Living or studying abroad is no small feat: you may be thousands of miles away from home for months at a time, perhaps outside your own country (and, according to our interviewee, ‘on another planet') for the first time. Your usual support systems and coping mechanisms may suddenly be absent, and sometimes Skype just doesn't cut it! For many years, Sandro Rosseti, M.D., a Florentine psychiatrist, has been a referred psychiatric physician for several of the American universities in Florence. In addition, Dr. Rosseti is the director of the Italian Institute for intensive short-term dynamic psychotherapy and a long-time TF reader. He took some time talk with TF about the importance of putting your mental health first while studying abroad.
What is the principal reason that students seek your professional advice?

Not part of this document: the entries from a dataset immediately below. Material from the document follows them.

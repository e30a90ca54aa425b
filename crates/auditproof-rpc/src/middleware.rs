// crates/auditproof-rpc/src/middleware.rs
//
// Logging interceptor for the RPC server.

use tonic::{Request, Status};

/// Log every incoming request before it reaches the JSON-RPC dispatcher.
pub fn logging_interceptor(req: Request<()>) -> Result<Request<()>, Status> {
    let user_agent = req
        .metadata()
        .get("user-agent")
        .and_then(|v| v.to_str().ok())
        .unwrap_or("-");
    tracing::debug!("Incoming RPC request (user-agent: {})", user_agent);
    Ok(req)
}
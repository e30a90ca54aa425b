// crates/auditproof-orchestrator/src/issuer.rs
//
// The external credential-issuance collaborator.
//
// CredentialIssuer is the seam; Air3Issuer talks to the AIR3 partner API
// over HTTP. Transport failures (connection refused, DNS, timeouts) are
// classified as UpstreamUnavailable, which makes them eligible for the
// local fallback in IssuanceService. HTTP error statuses are Upstream.

use std::time::Duration;

use async_trait::async_trait;
use chrono::{DateTime, Utc};
use serde::{Deserialize, Serialize};

use auditproof_core::credential::{Credential, Proof};
use auditproof_core::error::AuditProofError;
use auditproof_core::types::{Address, Bytes32};

/// Credential type requested from the issuer for audit attestations.
pub const AUDIT_CREDENTIAL_TYPE: &str = "SmartContractAudit";

/// Credential type requested for auditor credibility attestations.
pub const CREDIBILITY_CREDENTIAL_TYPE: &str = "AuditorCredibility";

/// A validated issuance request.
#[derive(Debug, Clone, PartialEq, Eq)]
pub struct IssueRequest {
    pub issuer: Address,
    pub subject: Address,
    pub summary_hash: Bytes32,
    pub status: String,
    pub credential_type: &'static str,
}

/// What the issuer returns for a credential.
#[derive(Debug, Clone, PartialEq, Eq)]
pub struct IssuedCredential {
    pub credential_id: String,
    pub issued_at: DateTime<Utc>,
    /// Ledger key assigned by the issuer, when it anchors credentials itself.
    pub on_chain_id: Option<Bytes32>,
}

/// A proof as returned to callers of `proofs/generate`.
#[derive(Debug, Clone, PartialEq, Eq, Serialize, Deserialize)]
#[serde(rename_all = "camelCase")]
pub struct GeneratedProof {
    pub proof_id: String,
    pub credential_id: String,
    pub valid: bool,
    /// True when produced locally because the issuer was unavailable or no
    /// verifier identity is configured.
    #[serde(default)]
    pub synthesized: bool,
    /// The attested proof, when one is available for on-chain recording.
    #[serde(default, skip_serializing_if = "Option::is_none")]
    pub proof: Option<Proof>,
}

#[async_trait]
pub trait CredentialIssuer: Send + Sync {
    async fn issue(&self, request: &IssueRequest) -> Result<IssuedCredential, AuditProofError>;

    async fn generate_proof(&self, credential: &Credential) -> Result<GeneratedProof, AuditProofError>;

    /// Whether a verifier identity is configured. Without one, proof
    /// generation never contacts the issuer.
    fn has_verifier(&self) -> bool;
}

/// Connection settings for [`Air3Issuer`].
#[derive(Debug, Clone)]
pub struct Air3Settings {
    pub api_base: String,
    pub partner_id: Option<String>,
    pub issuer_did: Option<String>,
    pub verifier_did: Option<String>,
    pub request_timeout: Duration,
}

impl Default for Air3Settings {
    fn default() -> Self {
        Self {
            api_base: "https://api.sandbox.air3.com".to_string(),
            partner_id: None,
            issuer_did: None,
            verifier_did: None,
            request_timeout: Duration::from_secs(10),
        }
    }
}

#[derive(Debug, Serialize)]
struct IssuePayload<'a> {
    partner_id: Option<&'a str>,
    issuer_did: Option<&'a str>,
    subject_did: String,
    verifier_did: Option<&'a str>,
    credential_type: &'a str,
    summary_hash: String,
    status: &'a str,
    metadata: IssueMetadata,
}

#[derive(Debug, Serialize)]
struct IssueMetadata {
    issuer_address: String,
}

#[derive(Debug, Deserialize)]
struct IssueResponse {
    credential_id: String,
    #[serde(default)]
    issued_at: Option<DateTime<Utc>>,
    #[serde(default)]
    on_chain_id: Option<Bytes32>,
}

#[derive(Debug, Serialize)]
struct ProofPayload<'a> {
    credential_id: &'a str,
    verifier_did: &'a str,
}

#[derive(Debug, Deserialize)]
struct ProofResponse {
    proof_id: String,
    #[serde(default)]
    valid: bool,
    #[serde(default)]
    proof_data: Option<serde_json::Value>,
}

/// HTTP client for the AIR3 partner API.
#[derive(Debug, Clone)]
pub struct Air3Issuer {
    settings: Air3Settings,
    client: reqwest::Client,
}

impl Air3Issuer {
    pub fn new(settings: Air3Settings) -> Self {
        let client = reqwest::Client::builder()
            .timeout(settings.request_timeout)
            .build()
            .unwrap_or_else(|_| reqwest::Client::new());
        Self { settings, client }
    }

    fn url(&self, path: &str) -> String {
        format!("{}{}", self.settings.api_base.trim_end_matches('/'), path)
    }

    async fn post<B: Serialize, R: for<'de> Deserialize<'de>>(
        &self,
        path: &str,
        body: &B,
    ) -> Result<R, AuditProofError> {
        let mut request = self.client.post(self.url(path)).json(body);
        if let Some(partner_id) = &self.settings.partner_id {
            request = request.header("x-partner-id", partner_id);
        }

        let response = request.send().await.map_err(classify_transport_error)?;
        let status = response.status();
        if !status.is_success() {
            let body = response.text().await.unwrap_or_default();
            return Err(AuditProofError::Upstream(format!(
                "{} returned {}: {}",
                path, status, body
            )));
        }
        response
            .json::<R>()
            .await
            .map_err(|e| AuditProofError::Upstream(format!("Malformed response from {}: {}", path, e)))
    }
}

#[async_trait]
impl CredentialIssuer for Air3Issuer {
    async fn issue(&self, request: &IssueRequest) -> Result<IssuedCredential, AuditProofError> {
        let payload = IssuePayload {
            partner_id: self.settings.partner_id.as_deref(),
            issuer_did: self.settings.issuer_did.as_deref(),
            subject_did: request.subject.to_string(),
            verifier_did: self.settings.verifier_did.as_deref(),
            credential_type: request.credential_type,
            summary_hash: request.summary_hash.to_string(),
            status: &request.status,
            metadata: IssueMetadata {
                issuer_address: request.issuer.to_string(),
            },
        };
        let response: IssueResponse = self.post("/issuer/credentials", &payload).await?;
        Ok(IssuedCredential {
            credential_id: response.credential_id,
            issued_at: response.issued_at.unwrap_or_else(Utc::now),
            on_chain_id: response.on_chain_id,
        })
    }

    async fn generate_proof(&self, credential: &Credential) -> Result<GeneratedProof, AuditProofError> {
        let verifier_did = self.settings.verifier_did.as_deref().ok_or_else(|| {
            AuditProofError::Validation("No verifier DID configured".to_string())
        })?;
        let payload = ProofPayload {
            credential_id: &credential.id,
            verifier_did,
        };
        let response: ProofResponse = self.post("/proofs/generate", &payload).await?;
        let proof = response
            .proof_data
            .and_then(|data| serde_json::from_value::<Proof>(data).ok());
        Ok(GeneratedProof {
            proof_id: response.proof_id,
            credential_id: credential.id.clone(),
            valid: response.valid,
            synthesized: false,
            proof,
        })
    }

    fn has_verifier(&self) -> bool {
        self.settings.verifier_did.is_some()
    }
}

/// Map a reqwest transport failure onto the error taxonomy.
fn classify_transport_error(e: reqwest::Error) -> AuditProofError {
    if e.is_connect() || e.is_timeout() || e.is_request() {
        AuditProofError::UpstreamUnavailable(e.to_string())
    } else {
        AuditProofError::Upstream(e.to_string())
    }
}

#[cfg(test)]
mod tests {
    use super::*;

    #[tokio::test]
    async fn test_unreachable_issuer_is_upstream_unavailable() {
        // Nothing listens on port 9 of the loopback interface.
        let issuer = Air3Issuer::new(Air3Settings {
            api_base: "http://127.0.0.1:9".to_string(),
            request_timeout: Duration::from_secs(2),
            ..Air3Settings::default()
        });
        let request = IssueRequest {
            issuer: Address([1u8; 20]),
            subject: Address([2u8; 20]),
            summary_hash: Bytes32::ZERO,
            status: "Verified".to_string(),
            credential_type: AUDIT_CREDENTIAL_TYPE,
        };
        let err = issuer.issue(&request).await.unwrap_err();
        assert!(matches!(err, AuditProofError::UpstreamUnavailable(_)), "{:?}", err);
    }

    #[test]
    fn test_issue_response_ledger_key_is_optional() {
        let bare: IssueResponse = serde_json::from_str(r#"{"credential_id":"c-1"}"#).unwrap();
        assert!(bare.on_chain_id.is_none());

        let key = format!("0x{}", "ab".repeat(32));
        let json = format!(r#"{{"credential_id":"c-2","on_chain_id":"{}"}}"#, key);
        let anchored: IssueResponse = serde_json::from_str(&json).unwrap();
        assert_eq!(anchored.on_chain_id, Some(Bytes32([0xab; 32])));
    }

    #[test]
    fn test_has_verifier_tracks_did() {
        let mut settings = Air3Settings::default();
        assert!(!Air3Issuer::new(settings.clone()).has_verifier());
        settings.verifier_did = Some("did:air:verifier".to_string());
        assert!(Air3Issuer::new(settings).has_verifier());
    }

    #[test]
    fn test_url_joins_without_double_slash() {
        let issuer = Air3Issuer::new(Air3Settings {
            api_base: "https://api.sandbox.air3.com/".to_string(),
            ..Air3Settings::default()
        });
        assert_eq!(
            issuer.url("/proofs/generate"),
            "https://api.sandbox.air3.com/proofs/generate"
        );
    }
}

It's important to note first off that any time you face something you're not familiar with, especially thousands of miles and a few time zones away, a reasonable amount of anxiety is common, and the amount obviously depends on how well you deal with change. There's something I like to call ‘backpack syndrome,' and it refers to the fact that any pre-existing problems will not disappear when you change your environment-anzi. The stresses can be exacerbated when most or all of your usual support systems are no longer present. That said, one of the most common reasons I see students is that they already have a condition.
However, they often have neglected to let anyone know, least of all a professional, so I often see a student when he or she has reached a ‘crisis point,' which is something that should be avoided at all costs. Next in rank are depression and anxiety, oftentimes after prolonged homesickness and difficulty adjusting or managing time. This can be a new experience for students, but propensity for depression varies from person to person. When you add sleep deprivation, overexcitement and school anxieties, clinical depression can occur, and any other issue just becomes that much worse.